In this picture taken on June 1, 2021 a doctor (C) checks on a Covid-19 coronavirus patien
DIPTENDU DUTTA/AFP via Getty Images

India’s Chinese coronavirus death toll over the past year and a half could be up to ten times greater than the 414,000 deaths officially reported by New Delhi, researchers at Harvard University and the Center for Global Development estimated in a study published on Tuesday.

“[A]ctual deaths during the Covid [Chinese coronavirus] pandemic are likely to have been an order of magnitude greater than the official count. True deaths are likely to be in the several millions not hundreds of thousands,” the study’s authors wrote.

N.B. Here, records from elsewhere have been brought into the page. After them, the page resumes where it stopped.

//! Pure arithmetic pipeline turning usage inputs into derived metrics
//!
//! Single-pass and side-effect free. Negative intermediates (future start
//! year, age past expectancy) flow through unclamped; rejecting them is
//! the request boundary's job, not the calculator's.

use serde::{Deserialize, Serialize};

/// Day-count convention used throughout: 365 days per year, no leap days
pub const DAYS_PER_YEAR: f64 = 365.0;

/// Minutes in a day (24 * 60)
pub const MINUTES_PER_DAY: f64 = 24.0 * 60.0;

/// Everything derived from one calculation request
#[derive(Debug, Clone, PartialEq, Serialize, Deserialize)]
pub struct DerivedMetrics {
    /// Whole years since the reported start year (may be negative)
    pub years_using_social_media: i32,

    /// Minutes spent on social media so far
    pub total_minutes_spent: f64,

    /// Days spent on social media so far
    pub total_days_spent: f64,

    /// Days spent so far expressed in years
    pub social_media_years: f64,

    /// Expectancy minus current age (may be negative)
    pub years_remaining: f64,

    /// age + years_remaining, truncated to whole years
    pub total_lifespan: i64,

    /// Years the user will spend on social media over the remaining
    /// lifespan, assuming constant daily usage
    pub projected_social_media_years: f64,

    /// years_remaining net of projected future social media time
    pub adjusted_remaining_years: f64,

    pub percent_life_lived: f64,
    pub percent_social_media_time: f64,
    pub percent_life_remaining: f64,
}

/// Compute all derived metrics from validated inputs
///
/// Deterministic and total provided `age != 0` and the resulting
/// `total_lifespan != 0`; with either denominator zero the percentage
/// fields are non-finite rather than a panic.
pub fn compute_metrics(
    age: u8,
    expectancy: f64,
    start_year: i32,
    daily_minutes: f64,
    current_year: i32,
) -> DerivedMetrics {
    let years_using_social_media = current_year - start_year;

    let total_minutes_spent = f64::from(years_using_social_media) * DAYS_PER_YEAR * daily_minutes;
    let total_days_spent = total_minutes_spent / MINUTES_PER_DAY;
    let social_media_years = total_days_spent / DAYS_PER_YEAR;

    let age_years = f64::from(age);
    let years_remaining = expectancy - age_years;
    let total_lifespan = (age_years + years_remaining).floor() as i64;

    // Average hours/day spread over the remaining years, expressed in years
    let projected_social_media_years =
        (daily_minutes / 60.0) * DAYS_PER_YEAR * years_remaining / 24.0 / DAYS_PER_YEAR;
    let adjusted_remaining_years = years_remaining - projected_social_media_years;

    let lifespan_years = total_lifespan as f64;
    let percent_life_lived = age_years / lifespan_years * 100.0;
    let percent_social_media_time = total_days_spent / (age_years * DAYS_PER_YEAR) * 100.0;
    let percent_life_remaining = adjusted_remaining_years / lifespan_years * 100.0;

    DerivedMetrics {
        years_using_social_media,
        total_minutes_spent,
        total_days_spent,
        social_media_years,
        years_remaining,
        total_lifespan,
        projected_social_media_years,
        adjusted_remaining_years,
        percent_life_lived,
        percent_social_media_time,
        percent_life_remaining,
    }
}

#[cfg(test)]
mod tests {
    use super::*;
    use approx::assert_relative_eq;

    #[test]
    fn test_reference_scenario() {
        // age 25, expectancy 80, started 2010, 90 min/day, year 2024
        let m = compute_metrics(25, 80.0, 2010, 90.0, 2024);

        assert_eq!(m.years_using_social_media, 14);
        assert_relative_eq!(m.total_minutes_spent, 459_900.0);
        assert_relative_eq!(m.total_days_spent, 319.375);
        assert_relative_eq!(m.years_remaining, 55.0);
        assert_eq!(m.total_lifespan, 80);
        assert_relative_eq!(m.projected_social_media_years, 3.4375);
        assert_relative_eq!(m.adjusted_remaining_years, 51.5625);
        assert_relative_eq!(m.percent_life_lived, 31.25);
        assert_relative_eq!(m.percent_life_remaining, 51.5625 / 80.0 * 100.0);
    }

    #[test]
    fn test_start_year_equal_to_current_year() {
        let m = compute_metrics(30, 75.0, 2024, 480.0, 2024);
        assert_eq!(m.years_using_social_media, 0);
        assert_eq!(m.total_minutes_spent, 0.0);
        assert_eq!(m.total_days_spent, 0.0);
    }

    #[test]
    fn test_zero_usage_leaves_remaining_years_unchanged() {
        let m = compute_metrics(25, 80.0, 2010, 0.0, 2024);
        assert_eq!(m.total_days_spent, 0.0);
        assert_eq!(m.projected_social_media_years, 0.0);
        assert_relative_eq!(m.adjusted_remaining_years, m.years_remaining);
    }

    #[test]
    fn test_days_and_projection_monotone_in_minutes() {
        let mut prev_days = -1.0;
        let mut prev_projected = -1.0;
        for minutes in [10.0, 30.0, 90.0, 240.0, 600.0] {
            let m = compute_metrics(25, 80.0, 2010, minutes, 2024);
            assert!(m.total_days_spent > prev_days);
            assert!(m.projected_social_media_years > prev_projected);
            prev_days = m.total_days_spent;
            prev_projected = m.projected_social_media_years;
        }
    }

    #[test]
    fn test_fractional_expectancy_floors_lifespan() {
        let m = compute_metrics(25, 80.9, 2010, 60.0, 2024);
        assert_eq!(m.total_lifespan, 80);
    }

    #[test]
    fn test_future_start_year_propagates_negative_elapsed() {
        let m = compute_metrics(25, 80.0, 2030, 60.0, 2024);
        assert_eq!(m.years_using_social_media, -6);
        assert!(m.total_days_spent < 0.0);
    }

    #[test]
    fn test_age_past_expectancy_propagates_negative_remaining() {
        let m = compute_metrics(90, 80.0, 2010, 60.0, 2024);
        assert_relative_eq!(m.years_remaining, -10.0);
        assert!(m.projected_social_media_years < 0.0);
        assert_eq!(m.total_lifespan, 80);
    }
}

Researchers based the study on estimates of “all-cause excess mortality” in India, or the difference between the numbers of deaths officially recorded in a time period and the number of deaths expected for the same time period based on pre-pandemic figures. The study estimated that three million to 4.7 million excess deaths occurred in India between January 2020 and the end of June 2021.

“[R]esearchers looked at deaths from all causes and compared that data to mortality in previous years,” the Associated Press (AP) reported on Tuesday.

“The report on India’s virus toll used three calculation methods: data from the civil registration system that records births and deaths across seven states, blood tests showing the prevalence of the virus in India alongside global COVID-19 [Chinese coronavirus] fatality rates, and an economic survey of nearly 900,000 people done thrice a year,” according to the news agency.

“Researchers cautioned that each method had weaknesses, such as the economic survey omitting the causes of death,” the AP noted. The study’s authors “also cautioned that virus prevalence and COVID-19 [Chinese coronavirus] deaths in the seven states they studied may not translate to all of India, since the virus could have spread more in urban versus rural states and since health care quality varies greatly around India.”

Arvind Subramanian, a former chief economic adviser for the Indian government, co-authored the July 20 study, titled Three New Estimates of Deaths in India during the Pandemic, along with two additional researchers associated with the Center for Global Development, a nonprofit think tank based in Washington, DC, and Harvard University.

India’s health ministry recently refuted a June 10 report by the Economist that claimed India’s Chinese coronavirus death toll could be “five to seven times” higher than the official government tally. India’s Ministry of Health and Family Welfare said the article “is without any basis and seems to be misinformed” in a press release issued June 12.

“The unsound analysis of the said article is based on extrapolation of data without any epidemiological evidence,” the statement read.